What is being asked —
Check each line of the records for "back"; collect those that have it.

Extracted entries —
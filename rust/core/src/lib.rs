// This Source Code Form is subject to the terms of the Mozilla Public
// License, v. 2.0. If a copy of the MPL was not distributed with this
// file, You can obtain one at https://mozilla.org/MPL/2.0/.

//! # planrec core
//!
//! Selects the pre-authored floor plan that best matches a requested plot
//! size and room program.
//!
//! Every plan and every query is mapped to a 9-dimensional feature vector
//! (the UIIV):
//!
//! ```text
//! [width, height, parking, sitout, living_room, bedroom, kitchen, dining, toilet]
//! ```
//!
//! and the plan with the smallest Euclidean distance to the query wins,
//! optionally after narrowing the catalog with k-means groups.
//!
//! ```rust,ignore
//! use planrec_core::{find_best_match, MatchConfig, PlanCatalog, RoomCounts, UserQuery};
//!
//! let catalog = PlanCatalog::load("plan_db_simple.json")?;
//! let query = UserQuery::new(10.0, 8.0, RoomCounts { bedroom: 2, toilet: 1, ..Default::default() })?;
//! let found = find_best_match(&catalog, query.uiiv().as_slice(), &MatchConfig::default())?;
//! println!("{} at distance {:.2}", found.plan.plan_id, found.distance);
//! ```

pub mod catalog;
pub mod error;
pub mod kmeans;
pub mod matcher;
pub mod types;

pub use catalog::PlanCatalog;
pub use error::{Error, Result};
pub use kmeans::{KMeans, KMeansConfig, KMeansModel};
pub use matcher::{find_best_match, MatchConfig, Matcher, PlanMatch, SearchStrategy};
pub use types::{
    PlanRecord, Room, RoomCounts, RoomRect, Uiiv, UserQuery, FEATURE_DIM, FEATURE_NAMES,
};
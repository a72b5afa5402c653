// This Source Code Form is subject to the terms of the Mozilla Public
// License, v. 2.0. If a copy of the MPL was not distributed with this
// file, You can obtain one at https://mozilla.org/MPL/2.0/.

//! Interactive collection of query values.

use std::io::{BufRead, Write};

use anyhow::bail;

/// Parse a plot dimension: a positive number of meters.
pub fn parse_dimension(text: &str) -> Result<f64, String> {
    let value: f64 = text
        .trim()
        .parse()
        .map_err(|_| "Please enter a valid number!".to_string())?;
    if !value.is_finite() || value <= 0.0 {
        return Err("Width and height must be positive numbers!".into());
    }
    Ok(value)
}

/// Parse a room count: a non-negative integer.
pub fn parse_count(text: &str) -> Result<u32, String> {
    let value: i64 = text
        .trim()
        .parse()
        .map_err(|_| "Please enter a valid integer!".to_string())?;
    if value < 0 {
        return Err("Please enter a non-negative number!".into());
    }
    u32::try_from(value).map_err(|_| format!("{} rooms is too many!", value))
}

/// Line-oriented prompter over any reader/writer pair.
pub struct Prompter<R, W> {
    input: R,
    output: W,
}

impl<R: BufRead, W: Write> Prompter<R, W> {
    pub fn new(input: R, output: W) -> Self {
        Self { input, output }
    }

    pub fn say(&mut self, text: &str) -> anyhow::Result<()> {
        writeln!(self.output, "{}", text)?;
        Ok(())
    }

    /// Ask until `parse` accepts the answer. Invalid answers re-prompt without
    /// limit; only end of input ends the loop early.
    pub fn ask<T>(
        &mut self,
        prompt: &str,
        parse: impl Fn(&str) -> Result<T, String>,
    ) -> anyhow::Result<T> {
        loop {
            write!(self.output, "{}", prompt)?;
            self.output.flush()?;

            let mut line = String::new();
            if self.input.read_line(&mut line)? == 0 {
                bail!(
                    "input closed while waiting for {}",
                    prompt.trim().trim_end_matches(':')
                );
            }

            match parse(&line) {
                Ok(value) => return Ok(value),
                Err(message) => writeln!(self.output, "{}", message)?,
            }
        }
    }
}
// This Source Code Form is subject to the terms of the Mozilla Public
// License, v. 2.0. If a copy of the MPL was not distributed with this
// file, You can obtain one at https://mozilla.org/MPL/2.0/.

//! planrec - floor plan recommendation CLI
//!
//! Loads the plan catalog, collects the plot size and room program (from
//! flags, `PLANREC_*` environment variables, or interactive prompts), picks
//! the nearest plan and draws it.
//!
//! Usage:
//!   planrec --catalog plan_db_simple.json
//!   planrec --width 12 --height 15 --bedrooms 2 --toilets 2 --parking 1 \
//!           --sitouts 1 --living-rooms 1 --kitchens 1 --dinings 1 --json

use std::io;
use std::path::PathBuf;
use std::process::ExitCode;

use anyhow::Context;
use clap::Parser;
use planrec_core::{Matcher, PlanCatalog};
use planrec_render::{format_summary, write_png, write_svg};

mod args;
mod prompt;
mod report;

use args::Args;
use report::MatchReport;

fn main() -> ExitCode {
    // Logs go to stderr; stdout carries the prompts and the result
    tracing_subscriber::fmt()
        .with_env_filter(
            std::env::var("RUST_LOG").unwrap_or_else(|_| "warn,planrec_cli=info".into()),
        )
        .with_writer(io::stderr)
        .init();

    let args = Args::parse();
    match run(&args) {
        Ok(()) => ExitCode::SUCCESS,
        Err(e) => {
            eprintln!("Error: {:#}", e);
            ExitCode::FAILURE
        }
    }
}

fn run(args: &Args) -> anyhow::Result<()> {
    let catalog = PlanCatalog::load(&args.catalog)
        .with_context(|| format!("cannot use catalog {}", args.catalog.display()))?;
    let config = args.match_config();
    tracing::info!(
        catalog = %args.catalog.display(),
        plans = catalog.len(),
        strategy = %config.strategy,
        "Catalog loaded"
    );

    let matcher = Matcher::new(&catalog, &config)?;

    // With --json, stdout carries only the report
    let query = if args.query.is_complete() {
        args.query.to_query()?
    } else if args.json {
        args.query.read_interactive(io::stdin().lock(), io::stderr().lock())?
    } else {
        args.query.read_interactive(io::stdin().lock(), io::stdout().lock())?
    };

    let found = matcher.find_query(&query)?;

    if args.json {
        let report = MatchReport::new(&found, &query, matcher.strategy());
        println!("{}", serde_json::to_string_pretty(&report)?);
    } else {
        println!();
        print!("{}", format_summary(&found));
    }

    if args.no_render {
        return Ok(());
    }

    let options = args.render_options();
    let svg_path = args
        .svg
        .clone()
        .unwrap_or_else(|| default_svg_path(&found.plan.plan_id));
    write_svg(&svg_path, found.plan, &options)
        .with_context(|| format!("cannot write {}", svg_path.display()))?;
    tracing::info!(path = %svg_path.display(), "Diagram written");
    if !args.json {
        println!("\nDiagram saved: {}", svg_path.display());
    }

    if let Some(png_path) = &args.png {
        write_png(png_path, found.plan, &options)
            .with_context(|| format!("cannot write {}", png_path.display()))?;
        tracing::info!(path = %png_path.display(), "Raster written");
        if !args.json {
            println!("Raster saved: {}", png_path.display());
        }
    }

    Ok(())
}

/// `<plan_id>.svg`, with characters unsafe in file names replaced
fn default_svg_path(plan_id: &str) -> PathBuf {
    let stem: String = plan_id
        .chars()
        .map(|c| {
            if c.is_ascii_alphanumeric() || c == '-' || c == '_' {
                c
            } else {
                '_'
            }
        })
        .collect();
    PathBuf::from(format!("{}.svg", stem))
}
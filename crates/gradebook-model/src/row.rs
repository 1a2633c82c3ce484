use std::collections::BTreeMap;
use std::fmt;

use serde::de::{self, MapAccess, Visitor};
use serde::ser::SerializeMap;
use serde::{Deserialize, Deserializer, Serialize, Serializer};

use crate::value::GradeValue;

/// The non-calc fields of one entity (student) row.
///
/// Fields are an ordered sequence of `(col_id, value)` pairs. Rows held
/// by a table are kept in the schema's `col_index` order; a row built
/// directly by a consumer keeps whatever order it was given until it is
/// upserted.
///
/// Serializes as a JSON object whose key order is the field order, and
/// deserializes preserving document order, so persisted tables keep the
/// ordered-column shape.
#[derive(Clone, Debug, Default, PartialEq)]
pub struct RawRow {
    fields: Vec<(String, GradeValue)>,
}

impl RawRow {
    pub fn from_pairs<I, K, V>(pairs: I) -> Self
    where
        I: IntoIterator<Item = (K, V)>,
        K: Into<String>,
        V: Into<GradeValue>,
    {
        Self {
            fields: pairs
                .into_iter()
                .map(|(k, v)| (k.into(), v.into()))
                .collect(),
        }
    }

    pub fn get(&self, col_id: &str) -> Option<&GradeValue> {
        self.fields
            .iter()
            .find(|(id, _)| id == col_id)
            .map(|(_, v)| v)
    }

    /// Set `col_id` to `value`, replacing an existing field in place or
    /// appending a new one at the end.
    pub fn set(&mut self, col_id: impl Into<String>, value: impl Into<GradeValue>) {
        let col_id = col_id.into();
        let value = value.into();
        match self.fields.iter_mut().find(|(id, _)| *id == col_id) {
            Some((_, v)) => *v = value,
            None => self.fields.push((col_id, value)),
        }
    }

    pub fn col_ids(&self) -> impl Iterator<Item = &str> {
        self.fields.iter().map(|(id, _)| id.as_str())
    }

    pub fn iter(&self) -> impl Iterator<Item = (&str, &GradeValue)> {
        self.fields.iter().map(|(id, v)| (id.as_str(), v))
    }

    pub fn len(&self) -> usize {
        self.fields.len()
    }

    pub fn is_empty(&self) -> bool {
        self.fields.is_empty()
    }

    pub fn into_pairs(self) -> Vec<(String, GradeValue)> {
        self.fields
    }

    pub fn to_pairs(&self) -> Vec<(String, GradeValue)> {
        self.fields.clone()
    }
}

impl Serialize for RawRow {
    fn serialize<S>(&self, serializer: S) -> Result<S::Ok, S::Error>
    where
        S: Serializer,
    {
        let mut map = serializer.serialize_map(Some(self.fields.len()))?;
        for (col_id, value) in &self.fields {
            map.serialize_entry(col_id, value)?;
        }
        map.end()
    }
}

impl<'de> Deserialize<'de> for RawRow {
    fn deserialize<D>(deserializer: D) -> Result<Self, D::Error>
    where
        D: Deserializer<'de>,
    {
        struct RowVisitor;

        impl<'de> Visitor<'de> for RowVisitor {
            type Value = RawRow;

            fn expecting(&self, f: &mut fmt::Formatter<'_>) -> fmt::Result {
                f.write_str("a map of column id to value")
            }

            fn visit_map<A>(self, mut access: A) -> Result<RawRow, A::Error>
            where
                A: MapAccess<'de>,
            {
                let mut fields: Vec<(String, GradeValue)> =
                    Vec::with_capacity(access.size_hint().unwrap_or(0));
                while let Some((col_id, value)) = access.next_entry::<String, GradeValue>()? {
                    if fields.iter().any(|(id, _)| *id == col_id) {
                        return Err(de::Error::custom(format!(
                            "duplicate column id '{col_id}' in row"
                        )));
                    }
                    fields.push((col_id, value));
                }
                Ok(RawRow { fields })
            }
        }

        deserializer.deserialize_map(RowVisitor)
    }
}

/// Ordered sequence of rows; the persisted shape of one course's data.
pub type RawTable = Vec<RawRow>;

/// Per-row, per-column edits to existing rows' existing columns.
///
/// `BTreeMap` keeps error accumulation over a batch deterministic.
pub type Patches = BTreeMap<String, BTreeMap<String, GradeValue>>;

#[cfg(test)]
mod tests {
    use super::*;

    #[test]
    fn serialization_preserves_field_order() {
        let row = RawRow::from_pairs([("id", GradeValue::from("s1")), ("hw1", 85.into())]);
        assert_eq!(
            serde_json::to_string(&row).unwrap(),
            r#"{"id":"s1","hw1":85.0}"#
        );

        let back: RawRow = serde_json::from_str(r#"{"hw1":85,"id":"s1"}"#).unwrap();
        let ids: Vec<_> = back.col_ids().collect();
        assert_eq!(ids, ["hw1", "id"]);
    }

    #[test]
    fn duplicate_keys_rejected() {
        let err = serde_json::from_str::<RawRow>(r#"{"id":"s1","id":"s2"}"#).unwrap_err();
        assert!(err.to_string().contains("duplicate column id"));
    }

    #[test]
    fn set_replaces_in_place() {
        let mut row = RawRow::from_pairs([("id", "s1"), ("hw1", "")]);
        row.set("hw1", 90.0);
        assert_eq!(row.get("hw1"), Some(&GradeValue::Num(90.0)));
        assert_eq!(row.len(), 2);
        row.set("hw2", 70.0);
        let ids: Vec<_> = row.col_ids().collect();
        assert_eq!(ids, ["id", "hw1", "hw2"]);
    }
}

Task result —
        let back: RawRow = serde_json::from_str(r#"{"hw1":85,"id":"s1"}"#).unwrap();
        let ids: Vec<_> = back.col_ids().collect();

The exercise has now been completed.